Они смотрели, но не видели. В их глубине не было ничего – ни страха, ни безумия, ни сожаления. Только гладкая, отполированная пустота. Арион видел такие глаза раньше.
Стеклянные глаза манекена в подвале Севастьянова. Пустые, отражающие лишь свет падающей на них лампы. Они не смотрели. Они присутствовали. И это было страшнее любого взгляда.
Из вены актера торчала игла капельницы. По тонкой прозрачной трубке медленно, капля за каплей, в его тело сочился покой.

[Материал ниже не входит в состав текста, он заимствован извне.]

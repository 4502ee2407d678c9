use serde::{Deserialize, Serialize};
use thiserror::Error;

pub const MIN_PASSWORD_LENGTH: usize = 8;

/// Validation failure of an admin form.
#[derive(Error, Debug, Clone, PartialEq, Eq)]
pub enum FormError {
    /// A required field is blank.
    ///
    /// # Fields
    /// - Human-readable field name
    #[error("{0} is required")]
    Required(&'static str),

    #[error("Please enter a valid email address")]
    InvalidEmail,

    #[error("Password must be at least {} characters", MIN_PASSWORD_LENGTH)]
    PasswordTooShort,
}

#[derive(Serialize, Deserialize, Clone, Debug, Default, PartialEq)]
pub struct AdminSignupDto {
    pub fullname: String,
    pub email: String,
    pub password: String,
}

#[derive(Serialize, Deserialize, Clone, Debug, Default, PartialEq)]
pub struct AdminLoginDto {
    pub email: String,
    pub password: String,
}

impl AdminSignupDto {
    pub fn validate(&self) -> Result<(), FormError> {
        if self.fullname.trim().is_empty() {
            return Err(FormError::Required("Full name"));
        }
        validate_email(&self.email)?;

        if self.password.is_empty() {
            return Err(FormError::Required("Password"));
        }
        if self.password.chars().count() < MIN_PASSWORD_LENGTH {
            return Err(FormError::PasswordTooShort);
        }

        Ok(())
    }
}

impl AdminLoginDto {
    /// Login only checks shape; length rules are enforced at signup.
    pub fn validate(&self) -> Result<(), FormError> {
        validate_email(&self.email)?;

        if self.password.is_empty() {
            return Err(FormError::Required("Password"));
        }

        Ok(())
    }
}

/// Lowercased, trimmed email used as the account key.
pub fn normalize_email(email: &str) -> String {
    email.trim().to_lowercase()
}

fn validate_email(email: &str) -> Result<(), FormError> {
    let email = email.trim();
    if email.is_empty() {
        return Err(FormError::Required("Email"));
    }

    let Some((local, domain)) = email.split_once('@') else {
        return Err(FormError::InvalidEmail);
    };

    let domain_ok = domain
        .split_once('.')
        .is_some_and(|(name, tld)| !name.is_empty() && !tld.is_empty());

    if local.is_empty() || !domain_ok || domain.contains('@') || email.contains(char::is_whitespace)
    {
        return Err(FormError::InvalidEmail);
    }

    Ok(())
}
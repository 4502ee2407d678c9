use thiserror::Error;

/// Route table construction failure.
///
/// Raised by `RouteTable::new` so that a malformed table is rejected at startup
/// instead of silently picking one of two conflicting entries at navigation time.
#[derive(Error, Debug, Clone, PartialEq, Eq)]
pub enum RouteTableError {
    /// More than one index entry was declared in the same scope.
    ///
    /// # Fields
    /// - Full path of the scope owning the duplicate index entries
    #[error("Duplicate index route under '{0}'")]
    DuplicateIndex(String),

    /// Two render targets resolve to the same full path.
    ///
    /// # Fields
    /// - The colliding full path
    #[error("Path collision on '{0}'")]
    PathCollision(String),

    /// A path definition is empty or contains an empty segment.
    #[error("Invalid route path '{0}'")]
    InvalidPath(String),

    /// An absolute child path does not start with its parent's path.
    #[error("Route '{path}' is outside of its parent '{parent}'")]
    OutsideParent { path: String, parent: String },

    /// An index entry was declared as a layout.
    ///
    /// Index entries match the parent path with no further segment, so they
    /// cannot own children of their own.
    #[error("Index route under '{0}' cannot be a layout")]
    IndexLayout(String),

    /// A redirect target is not an absolute path.
    #[error("Redirect from '{from}' has a non-absolute target '{to}'")]
    InvalidRedirect { from: String, to: String },

    /// A redirect target does not resolve to any route.
    #[error("Redirect from '{from}' points at unmatched '{to}'")]
    DanglingRedirect { from: String, to: String },

    /// Following redirects from this path comes back to a path already visited.
    ///
    /// # Fields
    /// - Path of the redirect entry the cycle was found from
    #[error("Redirect cycle starting at '{0}'")]
    RedirectCycle(String),
}

/// Navigation failure raised by the `Navigator`.
#[derive(Error, Debug, Clone, PartialEq, Eq)]
pub enum NavigationError {
    /// Redirects kept chaining past the configured limit.
    ///
    /// # Fields
    /// - `path`: Location reached when the limit was hit
    /// - `limit`: Configured maximum number of redirects per navigation
    #[error("Redirect loop detected at '{path}' after {limit} redirects")]
    RedirectLoop { path: String, limit: usize },

    /// The login path cannot render the login page.
    ///
    /// It is unmatched, guarded, or a redirect. An unauthorized visitor would
    /// either loop or land on a blank view.
    #[error("Login path '{0}' does not resolve to an unguarded page")]
    LoginUnreachable(String),

    /// The home path does not resolve to any route.
    #[error("Home path '{0}' does not resolve to a route")]
    HomeUnreachable(String),

    /// `back`/`forward` was requested before any navigation happened.
    #[error("No location has been visited yet")]
    NoLocation,
}

/// An asynchronous auth check finished after it was superseded by a newer
/// navigation or a login/logout, so its result was discarded.
#[derive(Error, Debug, Clone, Copy, PartialEq, Eq)]
#[error("Auth check was superseded")]
pub struct StaleCheck;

Или забвение.
У кровати стоял седой, уставший врач в белом халате, который выглядел таким же уставшим, как и его обладатель. Он говорил тихо, словно боясь нарушить хрупкую, почти священную тишину этого места.

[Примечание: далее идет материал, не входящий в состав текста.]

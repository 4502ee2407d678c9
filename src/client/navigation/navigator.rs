use dioxus_logger::tracing;

use crate::client::{
    constant::{HOME_PATH, LOGIN_PATH, MAX_REDIRECTS},
    navigation::{
        decision::{Decision, RedirectReason},
        error::NavigationError,
        guard::{AuthPredicate, RouteGuard},
        history::History,
        path::{normalize, suffix},
        resolve::Resolution,
        table::RouteTable,
    },
};

/// Navigation settings shared by the navigator and the rendered shell.
#[derive(Debug, Clone, PartialEq, Eq)]
pub struct NavigatorConfig {
    /// Where the route guard sends unauthorized visitors.
    pub login_path: String,
    /// Where a successful login lands when no refused location is remembered.
    pub home_path: String,
    /// Upper bound on chained redirects within one navigation.
    pub max_redirects: usize,
}

impl Default for NavigatorConfig {
    fn default() -> Self {
        Self {
            login_path: LOGIN_PATH.to_string(),
            home_path: HOME_PATH.to_string(),
            max_redirects: MAX_REDIRECTS,
        }
    }
}

impl NavigatorConfig {
    pub fn with_login_path(mut self, path: impl Into<String>) -> Self {
        self.login_path = path.into();
        self
    }

    pub fn with_home_path(mut self, path: impl Into<String>) -> Self {
        self.home_path = path.into();
        self
    }

    pub fn with_max_redirects(mut self, limit: usize) -> Self {
        self.max_redirects = limit;
        self
    }

    pub fn guard(&self) -> RouteGuard {
        RouteGuard::new(self.login_path.clone())
    }

    /// Checks that the configured paths make sense for `table`.
    ///
    /// The login path must render an unguarded page, otherwise an
    /// unauthorized visitor would loop or see a blank view. The home path
    /// must resolve to something.
    pub fn validate<P: Clone>(&self, table: &RouteTable<P>) -> Result<(), NavigationError> {
        match table.resolve(&self.login_path) {
            Resolution::Page { guarded: false, .. } => {}
            _ => return Err(NavigationError::LoginUnreachable(self.login_path.clone())),
        }

        if let Resolution::NotFound { .. } = table.resolve(&self.home_path) {
            return Err(NavigationError::HomeUnreachable(self.home_path.clone()));
        }

        Ok(())
    }
}

/// What ends up on screen after a navigation settles.
#[derive(Debug, Clone, PartialEq)]
pub enum View<P> {
    Page { page: P, layouts: Vec<P> },
    Pending { layouts: Vec<P> },
    NotFound,
}

/// Settled navigation: the visible location and what it renders.
#[derive(Debug, Clone, PartialEq)]
pub struct Outcome<P> {
    pub location: String,
    pub view: View<P>,
}

/// Drives route resolution, guard evaluation and redirects against a history.
///
/// Every navigation takes the auth predicate explicitly, so the same input
/// always settles on the same outcome. Redirects replace the current entry.
/// A navigation that fails leaves history and the remembered location as
/// they were before it started.
#[derive(Debug)]
pub struct Navigator<P> {
    table: RouteTable<P>,
    config: NavigatorConfig,
    guard: RouteGuard,
    history: History,
    generation: u64,
    return_to: Option<String>,
}

impl<P: Clone> Navigator<P> {
    pub fn new(table: RouteTable<P>, config: NavigatorConfig) -> Result<Self, NavigationError> {
        config.validate(&table)?;

        Ok(Self {
            guard: config.guard(),
            table,
            config,
            history: History::new(),
            generation: 0,
            return_to: None,
        })
    }

    /// Pushes `location` and settles it.
    pub fn navigate(
        &mut self,
        location: &str,
        auth: Option<&dyn AuthPredicate>,
    ) -> Result<Outcome<P>, NavigationError> {
        tracing::debug!("Navigating to '{}'", location);

        self.atomically(|nav| {
            nav.history.push(location);
            nav.settle(auth)
        })
    }

    /// Replaces the current entry with `location` and settles it.
    pub fn replace(
        &mut self,
        location: &str,
        auth: Option<&dyn AuthPredicate>,
    ) -> Result<Outcome<P>, NavigationError> {
        self.atomically(|nav| {
            nav.history.replace(location);
            nav.settle(auth)
        })
    }

    /// Steps back one entry. `Ok(None)` when already at the first entry.
    pub fn back(
        &mut self,
        auth: Option<&dyn AuthPredicate>,
    ) -> Result<Option<Outcome<P>>, NavigationError> {
        if self.history.is_empty() {
            return Err(NavigationError::NoLocation);
        }

        self.atomically(|nav| {
            if nav.history.back().is_none() {
                return Ok(None);
            }
            nav.settle(auth).map(Some)
        })
    }

    /// Steps forward one entry. `Ok(None)` when already at the last entry.
    pub fn forward(
        &mut self,
        auth: Option<&dyn AuthPredicate>,
    ) -> Result<Option<Outcome<P>>, NavigationError> {
        if self.history.is_empty() {
            return Err(NavigationError::NoLocation);
        }

        self.atomically(|nav| {
            if nav.history.forward().is_none() {
                return Ok(None);
            }
            nav.settle(auth).map(Some)
        })
    }

    /// Re-evaluates the current location, e.g. after a logout or once a
    /// pending auth check settles.
    pub fn refresh(
        &mut self,
        auth: Option<&dyn AuthPredicate>,
    ) -> Result<Outcome<P>, NavigationError> {
        if self.history.is_empty() {
            return Err(NavigationError::NoLocation);
        }

        self.atomically(|nav| nav.settle(auth))
    }

    /// Sends a freshly logged-in visitor back to the location the guard
    /// refused, or to the home path when none is remembered.
    pub fn complete_login(
        &mut self,
        auth: Option<&dyn AuthPredicate>,
    ) -> Result<Outcome<P>, NavigationError> {
        self.atomically(|nav| {
            let target = nav
                .return_to
                .take()
                .unwrap_or_else(|| nav.config.home_path.clone());

            tracing::info!("Login complete, continuing to '{}'", target);
            nav.history.replace(target);
            nav.settle(auth)
        })
    }

    pub fn location(&self) -> Option<&str> {
        self.history.current()
    }

    pub fn history(&self) -> &History {
        &self.history
    }

    pub fn return_to(&self) -> Option<&str> {
        self.return_to.as_deref()
    }

    /// Counter bumped on every navigation. Async auth checks carry it so a
    /// result from an older navigation can be told apart.
    pub fn generation(&self) -> u64 {
        self.generation
    }

    /// Runs `step`, restoring history, the remembered location and the
    /// generation when it fails.
    fn atomically<T>(
        &mut self,
        step: impl FnOnce(&mut Self) -> Result<T, NavigationError>,
    ) -> Result<T, NavigationError> {
        let history = self.history.clone();
        let return_to = self.return_to.clone();
        let generation = self.generation;

        let result = step(self);
        if let Err(e) = &result {
            tracing::warn!("Navigation failed, keeping previous location: {}", e);
            self.history = history;
            self.return_to = return_to;
            self.generation = generation;
        }

        result
    }

    fn settle(&mut self, auth: Option<&dyn AuthPredicate>) -> Result<Outcome<P>, NavigationError> {
        self.generation += 1;
        let mut redirects = 0;

        loop {
            let location = self
                .history
                .current()
                .ok_or(NavigationError::NoLocation)?
                .to_string();

            let (to, reason) = match self.table.decide(&location, &self.guard, auth) {
                Decision::Render { path, page, layouts } => {
                    return Ok(self.outcome(&path, &location, View::Page { page, layouts }));
                }
                Decision::Pending { path, layouts } => {
                    return Ok(self.outcome(&path, &location, View::Pending { layouts }));
                }
                Decision::NotFound { path } => {
                    tracing::debug!("No route matches '{}'", path);
                    return Ok(self.outcome(&path, &location, View::NotFound));
                }
                Decision::Redirect { to, reason } => (to, reason),
            };

            redirects += 1;
            if redirects > self.config.max_redirects {
                return Err(NavigationError::RedirectLoop {
                    path: location,
                    limit: self.config.max_redirects,
                });
            }

            if let RedirectReason::Unauthorized { return_to } = reason {
                self.return_to = Some(return_to);
            }
            self.history.replace(to);
        }
    }

    fn outcome(&mut self, path: &str, location: &str, view: View<P>) -> Outcome<P> {
        // Keep the visible path canonical (`/home/` becomes `/home`), query and fragment untouched
        let visible = format!("{}{}", path, suffix(location));
        self.history.replace(visible.clone());

        // A refused location only survives the trip to the login page
        if self.return_to.is_some() && path != normalize(&self.config.login_path) {
            tracing::debug!("Forgetting refused location on '{}'", path);
            self.return_to = None;
        }

        Outcome {
            location: visible,
            view,
        }
    }
}
use dioxus::prelude::*;
use dioxus_logger::tracing;

use crate::client::{
    component::ErrorPage,
    constant::SITE_NAME,
    model::{
        auth::{AuthContext, ReturnTo},
        directory::DirectoryContext,
    },
    navigation::NavigatorConfig,
    router::{route_table, Route, SharedRoutes},
};

const TAILWIND_CSS: Asset = asset!("/assets/tailwind.css");

#[component]
pub fn App() -> Element {
    use_context_provider(AuthContext::new);
    use_context_provider(ReturnTo::new);
    use_context_provider(DirectoryContext::new);
    let config = use_context_provider(NavigatorConfig::default);

    // Build and check the route table once; a broken table must not render a blank app
    let routes = use_hook(|| {
        let table = match route_table() {
            Ok(table) => table,
            Err(e) => {
                tracing::error!("Invalid route table: {}", e);
                return None;
            }
        };

        if let Err(e) = config.validate(&table) {
            tracing::error!("Invalid navigation config: {}", e);
            return None;
        }

        Some(SharedRoutes::new(table))
    });

    rsx! {
        Title { "{SITE_NAME}" }
        document::Meta {
            name: "description",
            content: "Admin portal for late slip requests"
        }
        document::Link { rel: "stylesheet", href: TAILWIND_CSS }
        if let Some(routes) = routes {
            PortalRouter { routes }
        } else {
            ErrorPage { status: 500, message: "The portal is misconfigured" }
        }
    }
}

#[component]
fn PortalRouter(routes: SharedRoutes) -> Element {
    use_context_provider(|| routes);

    rsx! {
        Router::<Route> {}
    }
}
use dioxus::prelude::*;
use pulldown_cmark::{html, Options, Parser};

use crate::client::{component::Page, constant::SITE_NAME};

const ABOUT: &str = r#"
## About the portal

Students who arrive after the start of a session request a **late slip**.
Admins review the pending requests and approve or reject them.

### Getting access

1. Create an admin account on the *Sign up* page.
2. Log in with the same email and password.
3. The admin area opens once you are logged in.

Accounts and sessions only last while this tab is open.
"#;

#[component]
pub fn About() -> Element {
    let content = use_hook(|| {
        let mut options = Options::empty();
        options.insert(Options::ENABLE_STRIKETHROUGH);

        let parser = Parser::new_ext(ABOUT, options);
        let mut html_output = String::new();
        html::push_html(&mut html_output, parser);
        html_output
    });

    rsx! {
        Title { "About | {SITE_NAME}" }
        Page {
            class: "flex justify-center",
            article {
                class: "prose max-w-2xl",
                dangerous_inner_html: "{content}"
            }
        }
    }
}
pub const SITE_NAME: &str = "Late Slip Portal";

pub const HOME_PATH: &str = "/home";
pub const LOGIN_PATH: &str = "/AdminLogin";

/// Redirects followed within one navigation before giving up.
pub const MAX_REDIRECTS: usize = 8;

– Острый реактивный психоз. Полная деперсонализация, – он перебирал листы в истории болезни. – Его сознание, по-видимому, отделилось от тела, чтобы защититься от невыносимой травматической ситуации. Классический случай диссоциации. Он не здесь. Он закрыл дверь изнутри. Мы вводим ему седативные препараты. Нужно время. Может, недели. Может, месяцы. А может…
Врач не закончил, пожав плечами.
Ростова кивнула, что-то быстро и отрывисто записывая в свой блокнот. Сухие факты для протокола. «Психоз». «Неконтактен». Для нее Орлов был поврежденной уликой, испорченным носителем информации.
Арион не слушал. Он смотрел на Орлова. Он видел не пациента, не жертву обстоятельств и не убийцу. Он видел идеально отлаженный механизм, который продолжает работать даже после того, как из него вынули душу. Он видел программу. Идеального актера, который так глубоко погрузился в роль, что роль поглотила его, оставив лишь пустую оболочку.
– К оружию, к оружию! – вдруг отчетливо, но без всякой интонации, механическим голосом произнес Орлов, его взгляд был по-прежнему прикован к белизне потолка. – Пала кончина короля!
Голос был его, но слова – нет. Это были реплики. Обрывки чужого текста, которые, как призраки, продолжали жить в его опустевшем сознании, как эхо в пустом зале.
Арион сделал шаг ближе. Он молча смотрел на актера, пытаясь уловить хоть малейший сбой в программе, хоть одну оговорку, которая не принадлежала бы Шекспиру, а была бы его собственной. Но ее не было. Механизм работал безупречно.
– Быть или не быть… – прошептал Орлов, и по его неподвижной щеке медленно скатилась одна-единственная слеза. Она выглядела на его бесстрастном лице абсолютно чужеродной, неорганичной. Как капля масла на воде. Как запрограммированный спецэффект. – Вот в чем вопрос… Достойно ль…
Он не закончил. Его губы продолжали беззвучно шевелиться, повторяя заученный до последней запятой монолог. Он был Гамлетом. Не играл его. Он стал им. Кем-то, кто навсегда застрял между бытием и небытием, в холодном, безвоздушном пространстве своего собственного Эльсинора. Места, где все призраки были настоящими, а реальность – лишь плохой, дурно сыгранной пьесой.
И Арион понял, что если это и безумие, то оно было срежиссировано. Тонко. Изящно. Кем-то, кто точно знал, на какие струны нужно надавить, чтобы музыка человеческой души превратилась в этот тихий, монотонный, предсмертный вой. Кто-то заставил этого человека не просто играть сумасшедшего. Он заставил его стать им. И это было куда более жестоким преступлением, чем удар рапирой в сердце.
Глава 8:
Телефон зазвонил поздно вечером, почти в полночь. Он разрезал тишину в кабинете Ариона, наполненную шелестом бумаг и тихим гудением ноутбука. Арион сидел в своем кресле, окруженный распечатками схем из кабинета Ставрогина и фотографиями с места преступления. Он не анализировал. Он пытался вслушаться, уловить музыку в этом хаосе, ритм, который ускользал от логики, но был ясен для интуиции. На экране высветилось «Ева Ростова».